#[cfg(test)]
mod tests {
    use super::*;
    use crate::geometry::distance;
    use crate::shapes::{Curve, CurveDegree};
    use kurbo::Vec2;

    fn triangle() -> Shape {
        Shape::polygon(vec![Point::ZERO, Point::new(100.0, 0.0), Point::new(0.0, 100.0)])
    }

    fn replace(shapes: &mut [Shape], shape: Shape) {
        if let Some(slot) = shapes.iter_mut().find(|s| s.id == shape.id) {
            *slot = shape;
        }
    }

    fn by_id(shapes: &[Shape], id: ShapeId) -> &Shape {
        shapes.iter().find(|s| s.id == id).unwrap()
    }

    #[test]
    fn test_triangle_translate_scenario() {
        let tri = triangle();
        let marker = Shape::point(Point::new(50.0, 0.0))
            .with_binding(Binding::OnEdge { parent: tri.id, edge: 0, t: 0.5 });
        let mut shapes = vec![tri.clone(), marker.clone()];

        replace(&mut shapes, tri.translated(Vec2::new(10.0, 10.0)));
        let resolved = resolve(&shapes, tri.id, &Viewport::default());
        assert_eq!(by_id(&resolved, marker.id).points, vec![Point::new(60.0, 10.0)]);
    }

    #[test]
    fn test_rotated_rectangle_edge_midpoint() {
        let rect = Shape::rectangle(Point::new(100.0, 100.0), Point::new(300.0, 200.0));
        let marker = Shape::point(Point::new(200.0, 100.0))
            .with_binding(Binding::OnEdge { parent: rect.id, edge: 0, t: 0.5 });
        let mut shapes = vec![rect.clone(), marker.clone()];

        replace(&mut shapes, rect.clone().with_rotation(90.0));
        let resolved = resolve(&shapes, rect.id, &Viewport::default());
        // Edge 0 now runs from (250, 50) to (250, 250).
        let p = by_id(&resolved, marker.id).points[0];
        assert!(distance(p, Point::new(250.0, 150.0)) < 1e-9);
    }

    #[test]
    fn test_on_edge_tracks_resize() {
        let rect = Shape::rectangle(Point::new(0.0, 0.0), Point::new(100.0, 50.0));
        let marker = Shape::point(Point::new(100.0, 25.0))
            .with_binding(Binding::OnEdge { parent: rect.id, edge: 1, t: 0.5 });
        let mut shapes = vec![rect.clone(), marker.clone()];

        let mut bigger = rect.clone();
        bigger.points[1] = Point::new(200.0, 80.0);
        replace(&mut shapes, bigger);
        let resolved = resolve(&shapes, rect.id, &Viewport::default());
        assert_eq!(by_id(&resolved, marker.id).points[0], Point::new(200.0, 40.0));
    }

    #[test]
    fn test_multi_hop_chain() {
        let a = Shape::point(Point::new(0.0, 0.0));
        let b = Shape::point(Point::new(100.0, 0.0));
        let seg = Shape::segment(Point::new(0.0, 0.0), Point::new(100.0, 0.0))
            .with_binding(Binding::PointsLink { parents: [Some(a.id), Some(b.id)] });
        let marker = Shape::point(Point::new(50.0, 0.0))
            .with_binding(Binding::OnEdge { parent: seg.id, edge: 0, t: 0.5 });
        let mut shapes = vec![a.clone(), b, seg.clone(), marker.clone()];

        replace(&mut shapes, a.translated(Vec2::new(0.0, 40.0)));
        let resolved = resolve(&shapes, a.id, &Viewport::default());
        assert_eq!(
            by_id(&resolved, seg.id).points,
            vec![Point::new(0.0, 40.0), Point::new(100.0, 0.0)]
        );
        assert_eq!(by_id(&resolved, marker.id).points[0], Point::new(50.0, 20.0));
    }

    #[test]
    fn test_points_link_bakes_rotation_and_keeps_free_slot() {
        let a = Shape::point(Point::new(0.0, 0.0));
        let seg = Shape::segment(Point::new(0.0, 0.0), Point::new(100.0, 0.0))
            .with_rotation(90.0)
            .with_binding(Binding::PointsLink { parents: [Some(a.id), None] });
        let free_end = geometry::visual_corners(&seg)[1];
        let resolved = resolve(&[a.clone(), seg.clone()], a.id, &Viewport::default());
        let linked = by_id(&resolved, seg.id);
        assert_eq!(linked.rotation, 0.0);
        assert_eq!(linked.points[0], Point::ZERO);
        assert!(distance(linked.points[1], free_end) < 1e-9);
    }

    #[test]
    fn test_missing_parent_leaves_dependent() {
        let tri = triangle();
        let marker = Shape::point(Point::new(50.0, 0.0))
            .with_binding(Binding::OnEdge { parent: tri.id, edge: 0, t: 0.5 });
        let resolved = resolve(&[marker.clone()], tri.id, &Viewport::default());
        assert_eq!(resolved, vec![marker]);
    }

    #[test]
    fn test_out_of_range_edge_leaves_dependent() {
        let tri = triangle();
        let marker = Shape::point(Point::new(7.0, 7.0))
            .with_binding(Binding::OnEdge { parent: tri.id, edge: 5, t: 0.5 });
        let shapes = vec![tri.clone(), marker.clone()];
        let resolved = resolve(&shapes, tri.id, &Viewport::default());
        assert_eq!(by_id(&resolved, marker.id), &marker);
    }

    #[test]
    fn test_cycle_stops_at_depth_bound() {
        // The segment follows `a`, and `a` sits on the segment's midpoint: every
        // pass moves both again, so only the depth bound ends resolution.
        let mut a = Shape::point(Point::new(0.0, 0.0));
        let b = Shape::point(Point::new(100.0, 0.0));
        let seg = Shape::segment(Point::ZERO, Point::new(100.0, 0.0))
            .with_binding(Binding::PointsLink { parents: [Some(a.id), Some(b.id)] });
        a.binding = Some(Binding::OnEdge { parent: seg.id, edge: 0, t: 0.5 });
        let mut shapes = vec![a.clone(), b.clone(), seg.clone()];

        replace(&mut shapes, b.translated(Vec2::new(0.0, 64.0)));
        let resolved = resolve(&shapes, b.id, &Viewport::default());
        assert_eq!(resolved.len(), 3);
        let moved = by_id(&resolved, a.id).points[0];
        assert!(moved.x >= 50.0 && moved.x < 100.0);
        assert!(moved.y > 0.0);
    }

    #[test]
    fn test_on_path_circle_and_curve() {
        let viewport = Viewport::new(Point::new(200.0, 200.0), 20.0);
        let circle = Shape::circle(Point::new(50.0, 50.0), 10.0);
        let on_circle = Shape::point(Point::ZERO).with_binding(Binding::OnPath {
            parent: circle.id,
            param: PathParam::Angle(90.0),
        });
        let curve = Shape::curve(Curve::new(CurveDegree::Quadratic, 1.0, 0.0, 0.0));
        let on_curve = Shape::point(Point::ZERO).with_binding(Binding::OnPath {
            parent: curve.id,
            param: PathParam::X(2.0),
        });
        let shapes = vec![circle.clone(), on_circle.clone(), curve.clone(), on_curve.clone()];

        let resolved = resolve_all(&shapes, &[circle.id, curve.id], &viewport);
        assert!(distance(by_id(&resolved, on_circle.id).points[0], Point::new(50.0, 60.0)) < 1e-9);
        // x = 2 gives y = 4, i.e. screen (240, 120).
        assert!(distance(by_id(&resolved, on_curve.id).points[0], Point::new(240.0, 120.0)) < 1e-9);
    }

    #[test]
    fn test_non_point_dependent_moves_by_center() {
        let tri = triangle();
        let label = Shape::rectangle(Point::new(0.0, 0.0), Point::new(20.0, 10.0))
            .with_binding(Binding::OnEdge { parent: tri.id, edge: 0, t: 0.5 });
        let resolved = resolve(&[tri.clone(), label.clone()], tri.id, &Viewport::default());
        assert_eq!(geometry::center(by_id(&resolved, label.id)), Point::new(50.0, 0.0));
    }

    #[test]
    fn test_constrain_point_to_edge() {
        let rect = Shape::rectangle(Point::new(0.0, 0.0), Point::new(100.0, 100.0)).with_rotation(30.0);
        for cursor in [Point::new(50.0, -20.0), Point::new(-40.0, 3.0), Point::new(200.0, 10.0)] {
            let projection = constrain_point_to_edge(cursor, &rect, 0);
            assert!((0.0..=1.0).contains(&projection.t));
            let (a, b) = geometry::edge(&rect, 0).unwrap();
            assert!(geometry::point_to_segment_dist(projection.point, a, b) < 1e-9);

            let again = constrain_point_to_edge(projection.point, &rect, 0);
            assert!(distance(again.point, projection.point) < 1e-9);
            assert!((again.t - projection.t).abs() < 1e-9);
        }
    }

    #[test]
    fn test_constrain_point_degenerate_input() {
        let cursor = Point::new(3.0, 4.0);
        let flat = Shape::segment(Point::new(1.0, 1.0), Point::new(1.0, 1.0));
        assert_eq!(constrain_point_to_edge(cursor, &flat, 0), EdgeProjection { point: cursor, t: 0.0 });
        assert_eq!(constrain_point_to_edge(cursor, &triangle(), 9), EdgeProjection { point: cursor, t: 0.0 });
    }

    #[test]
    fn test_rebind_reprojects_dragged_point() {
        let tri = triangle();
        let marker = Shape::point(Point::new(80.0, 40.0))
            .with_binding(Binding::OnEdge { parent: tri.id, edge: 0, t: 0.5 });
        let rebound = rebind(&marker, &[tri.clone()], &Viewport::default());
        assert_eq!(rebound.points, vec![Point::new(80.0, 0.0)]);
        assert_eq!(rebound.binding, Some(Binding::OnEdge { parent: tri.id, edge: 0, t: 0.8 }));

        let past_end = Shape::point(Point::new(150.0, 30.0)).with_binding(rebound.binding.clone().unwrap());
        let clamped = rebind(&past_end, &[tri], &Viewport::default());
        assert_eq!(clamped.points, vec![Point::new(100.0, 0.0)]);
    }

    #[test]
    fn test_rebind_on_path_circle() {
        let circle = Shape::circle(Point::ZERO, 50.0);
        let marker = Shape::point(Point::new(0.0, 80.0)).with_binding(Binding::OnPath {
            parent: circle.id,
            param: PathParam::Angle(0.0),
        });
        let rebound = rebind(&marker, &[circle.clone()], &Viewport::default());
        assert!(distance(rebound.points[0], Point::new(0.0, 50.0)) < 1e-9);
        let Some(Binding::OnPath { param: PathParam::Angle(angle), .. }) = rebound.binding else {
            panic!("path binding expected");
        };
        assert!((angle - 90.0).abs() < 1e-9);
    }

    #[test]
    fn test_rebind_pins_linked_slots() {
        let a = Shape::point(Point::ZERO);
        let seg = Shape::segment(Point::new(10.0, 10.0), Point::new(110.0, 10.0))
            .with_binding(Binding::PointsLink { parents: [Some(a.id), None] });
        let rebound = rebind(&seg, &[a.clone(), seg.clone()], &Viewport::default());
        assert_eq!(rebound.points, vec![Point::ZERO, Point::new(110.0, 10.0)]);
    }

    #[test]
    fn test_rebind_without_parent_keeps_shape() {
        let tri = triangle();
        let marker = Shape::point(Point::new(80.0, 40.0))
            .with_binding(Binding::OnEdge { parent: tri.id, edge: 0, t: 0.5 });
        assert_eq!(rebind(&marker, &[], &Viewport::default()), marker);
        let off_edge = Shape::point(Point::new(80.0, 40.0))
            .with_binding(Binding::OnEdge { parent: tri.id, edge: 7, t: 0.5 });
        assert_eq!(rebind(&off_edge, &[tri], &Viewport::default()), off_edge);
    }

    #[test]
    fn test_get_dependents_transitive_closure() {
        let a = Shape::point(Point::new(0.0, 0.0));
        let b = Shape::point(Point::new(100.0, 0.0));
        let seg = Shape::segment(Point::ZERO, Point::new(100.0, 0.0))
            .with_binding(Binding::PointsLink { parents: [Some(a.id), Some(b.id)] });
        let marker = Shape::point(Point::new(50.0, 0.0))
            .with_binding(Binding::OnEdge { parent: seg.id, edge: 0, t: 0.5 });
        let unrelated = Shape::point(Point::new(9.0, 9.0));
        let shapes = vec![marker.clone(), seg.clone(), a.clone(), b.clone(), unrelated];

        let ids: Vec<ShapeId> = get_dependents(&shapes, &[a.id]).iter().map(|s| s.id).collect();
        assert_eq!(ids, vec![seg.id, marker.id]);

        // Both endpoints as roots: the segment still appears once, roots never.
        let ids: Vec<ShapeId> = get_dependents(&shapes, &[a.id, b.id, seg.id]).iter().map(|s| s.id).collect();
        assert_eq!(ids, vec![marker.id]);
    }

    #[test]
    fn test_remove_shapes_detaches() {
        let tri = triangle();
        let a = Shape::point(Point::ZERO);
        let b = Shape::point(Point::new(5.0, 5.0));
        let marker = Shape::point(Point::new(50.0, 0.0))
            .with_binding(Binding::OnEdge { parent: tri.id, edge: 0, t: 0.5 });
        let seg = Shape::segment(Point::ZERO, Point::new(5.0, 5.0))
            .with_binding(Binding::PointsLink { parents: [Some(a.id), Some(b.id)] });
        let shapes = vec![tri.clone(), a.clone(), b.clone(), marker.clone(), seg.clone()];

        let remaining = remove_shapes(&shapes, &[tri.id, a.id]);
        assert_eq!(remaining.len(), 3);
        assert_eq!(by_id(&remaining, marker.id).binding, None);
        assert_eq!(by_id(&remaining, marker.id).points, marker.points);
        assert_eq!(
            by_id(&remaining, seg.id).binding,
            Some(Binding::PointsLink { parents: [None, Some(b.id)] })
        );
    }
}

==========

» **Task instructions**: Please give an exact copy of the lines above, beginning with the line containing "label.id)), Point::new(50.0, 0.0));" and running through the line containing "0.0), Point::new(100.0, 100.0)).with_rotation(30.0);", and of no other lines.

» **Exercise result**:
        assert_eq!(geometry::center(by_id(&resolved, label.id)), Point::new(50.0, 0.0));
    }

    #[test]
    fn test_constrain_point_to_edge() {
        let rect = Shape::rectangle(Point::new(0.0, 0.0), Point::new(100.0, 100.0)).with_rotation(30.0);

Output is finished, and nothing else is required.